Publisher’s Acknowledgment

Happiness

Meditation

Desire

Attitude

Peace

Compassion

Compassion for the Enemy

The Good Heart

Enlightenment

Self-Cherishing and Cherishing Others

Mind

Work

Love

Ignorance

Karma

Labeling

Emptiness

Death

             
 

Meditations

  Taking and Giving

Giving Your Body Away

Dedicating Merit

             
 

About the Author

About Wisdom

Copyright Page


             

 


             

Publisher’s Acknowledgment

  The publisher gratefully acknowledges the generous help of the Hershey Family Foundation in sponsoring the production of this book. 


             

Lama Zopa Rinpoche

 


             

Happiness

  EVERY ONE OF US WANTS HAPPINESS, and not only in each moment of our daily life: we want an unchanging, ultimate happiness that can be experienced forever.  Every one of us is trying to stop our problems and find peace. No matter where we live, what race or culture we belong to, what religion or philosophy we follow, or what language we speak, we all wish to be happy and not have problems. Truly every living being has the basic wish to experience happiness and avoid suffering.  But so often, our attempts to find happiness end up only causing more pain.  We need to understand the full potential of our mind, and we need to understand the importance of loving-kindness for our own happiness and for the happiness of the world. We need to learn how to transform our daily work so that it becomes the cause of happiness rather than problems, now and in the future. And we need to learn how to transform every single experience—health and sickness, wealth and poverty, living and dying—into happiness. Meditation is the most powerful tool we can employ to do this. Through the power of meditation, we can find lasting peace and happiness and, more importantly, we can bring peace and happiness to others.  Cultivate the thought that everyone you meet—in all circumstances—is fulfilling all your wishes.  This is the gate to true happiness. 

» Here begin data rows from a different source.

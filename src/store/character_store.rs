//! Character Store
//!
//! Owns the ordered character collection.

use std::sync::Arc;

use crate::character::{Character, CharacterPatch};
use crate::error::{MultiverseError, Result};
use crate::generator::{FakeData, RecordGenerator};
use crate::random::RandomSource;
use crate::storage::Storage;

use super::CharacterQuery;

/// The ordered collection plus its durable copy
///
/// ## Semantics
/// - Insertion order is listing order
/// - Ids are not checked for uniqueness; lookups, updates and deletes act
///   on the first match
/// - Every mutation rewrites the full collection through [`Storage`] before
///   returning. If that write fails the in-memory change is undone, so
///   memory never runs ahead of disk.
pub struct CharacterStore {
    /// The collection, in insertion order
    characters: Vec<Character>,

    /// Durable copy (replaced wholesale on every mutation)
    storage: Box<dyn Storage>,

    /// Used for random picks
    random: Arc<dyn RandomSource>,

    /// Builds records for `create_generated`
    generator: RecordGenerator,
}

impl CharacterStore {
    /// Open a store, loading the collection from `storage`
    pub fn open(
        storage: Box<dyn Storage>,
        random: Arc<dyn RandomSource>,
        fake: Arc<dyn FakeData>,
    ) -> Result<Self> {
        let characters = storage.load()?;

        tracing::info!(
            storage = %storage.describe(),
            count = characters.len(),
            "Loaded character collection"
        );

        let generator = RecordGenerator::new(Arc::clone(&random), fake);

        Ok(Self {
            characters,
            storage,
            random,
            generator,
        })
    }

    // =========================================================================
    // Reads
    // =========================================================================

    /// The full collection in insertion order
    pub fn list_all(&self) -> Vec<Character> {
        self.characters.clone()
    }

    /// Borrow the collection without copying
    pub fn characters(&self) -> &[Character] {
        &self.characters
    }

    /// A uniformly random element (not removed)
    pub fn get_random(&self) -> Result<Character> {
        if self.characters.is_empty() {
            return Err(MultiverseError::EmptyCollection);
        }

        let idx = self.random.index(self.characters.len());
        Ok(self.characters[idx].clone())
    }

    /// The first character whose id equals `id`
    pub fn get_by_id(&self, id: &str) -> Result<Character> {
        self.find(id)
            .cloned()
            .ok_or_else(|| MultiverseError::CharacterNotFound(id.to_string()))
    }

    /// Borrowing lookup; `None` when no id matches
    pub fn find(&self, id: &str) -> Option<&Character> {
        self.characters.iter().find(|c| c.id == id)
    }

    /// Every character matching all filters of `query`, in insertion order
    pub fn query(&self, query: &CharacterQuery) -> Vec<Character> {
        self.characters
            .iter()
            .filter(|c| query.matches(c))
            .cloned()
            .collect()
    }

    pub fn len(&self) -> usize {
        self.characters.len()
    }

    pub fn is_empty(&self) -> bool {
        self.characters.is_empty()
    }

    // =========================================================================
    // Mutations
    // =========================================================================

    /// Append `character` verbatim and persist
    pub fn create(&mut self, character: Character) -> Result<Character> {
        self.characters.push(character);

        if let Err(e) = self.persist() {
            self.characters.pop();
            return Err(e);
        }

        let created = self.characters[self.characters.len() - 1].clone();
        tracing::debug!(id = %created.id, name = %created.name, "Created character");
        Ok(created)
    }

    /// Generate a random character, append it and persist
    pub fn create_generated(&mut self) -> Result<Character> {
        let character = self.generator.generate();
        self.create(character)
    }

    /// Shallow-merge `patch` into the first character matching `id`
    pub fn update(&mut self, id: &str, patch: CharacterPatch) -> Result<Character> {
        let idx = self
            .position(id)
            .ok_or_else(|| MultiverseError::CharacterNotFound(id.to_string()))?;

        let previous = self.characters[idx].clone();
        self.characters[idx].apply(patch);

        if let Err(e) = self.persist() {
            self.characters[idx] = previous;
            return Err(e);
        }

        tracing::debug!(id = %id, new_id = %self.characters[idx].id, "Updated character");
        Ok(self.characters[idx].clone())
    }

    /// Remove the first character matching `id`
    pub fn delete(&mut self, id: &str) -> Result<()> {
        let before = self.characters.len();
        let removed = self.position(id).map(|idx| (idx, self.characters.remove(idx)));

        if self.characters.len() == before {
            return Err(MultiverseError::CharacterNotFound(id.to_string()));
        }

        if let Err(e) = self.persist() {
            if let Some((idx, character)) = removed {
                self.characters.insert(idx, character);
            }
            return Err(e);
        }

        tracing::debug!(id = %id, "Deleted character");
        Ok(())
    }

    // =========================================================================
    // Private Helpers
    // =========================================================================

    fn position(&self, id: &str) -> Option<usize> {
        self.characters.iter().position(|c| c.id == id)
    }

    fn persist(&self) -> Result<()> {
        self.storage.save(&self.characters).map_err(|e| {
            tracing::warn!(
                storage = %self.storage.describe(),
                error = %e,
                "Failed to persist collection, rolling back"
            );
            e
        })
    }
}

  The sun of real happiness shines in your life only when you start to cherish others. 

  PROBLEMS AND THE ABSENCE of problems do not come from outside. Problems and the absence of problems, as well as all peace and all happiness, only come from your own mind. Your mind has the potential to stop the problems that come from your mind. And yet the same mind that brings the problem doesn’t stop the problem, but another mind—another thought, another attitude—can stop all problems and bring peace and happiness.  The mind of a buddha or some holy being can’t be transplanted into you.  Peace, happiness, and satisfaction have to come from your own mind. 

  AS LONG AS WE BELIEVE that happiness has to come from outside, from other people or from the external environment, we will always blame something outside whenever we have a problem. Many people, for example, think that their problems come from their parents. They say, “I’m like this because of my mother and father. My parents are to blame.” In a way, Western culture as a whole teaches children to blame their parents for their problems, rather than emphasizing how kind parents are in giving life to their children. But real happiness has nothing to do with the past, with our history, or our upbringing. Real happiness comes when we free ourselves from the dissatisfied mind of desire. Satisfaction comes when we give ourselves freedom from the always unhappy mind of desire.  Suffering is the broom that clears away negative karma. 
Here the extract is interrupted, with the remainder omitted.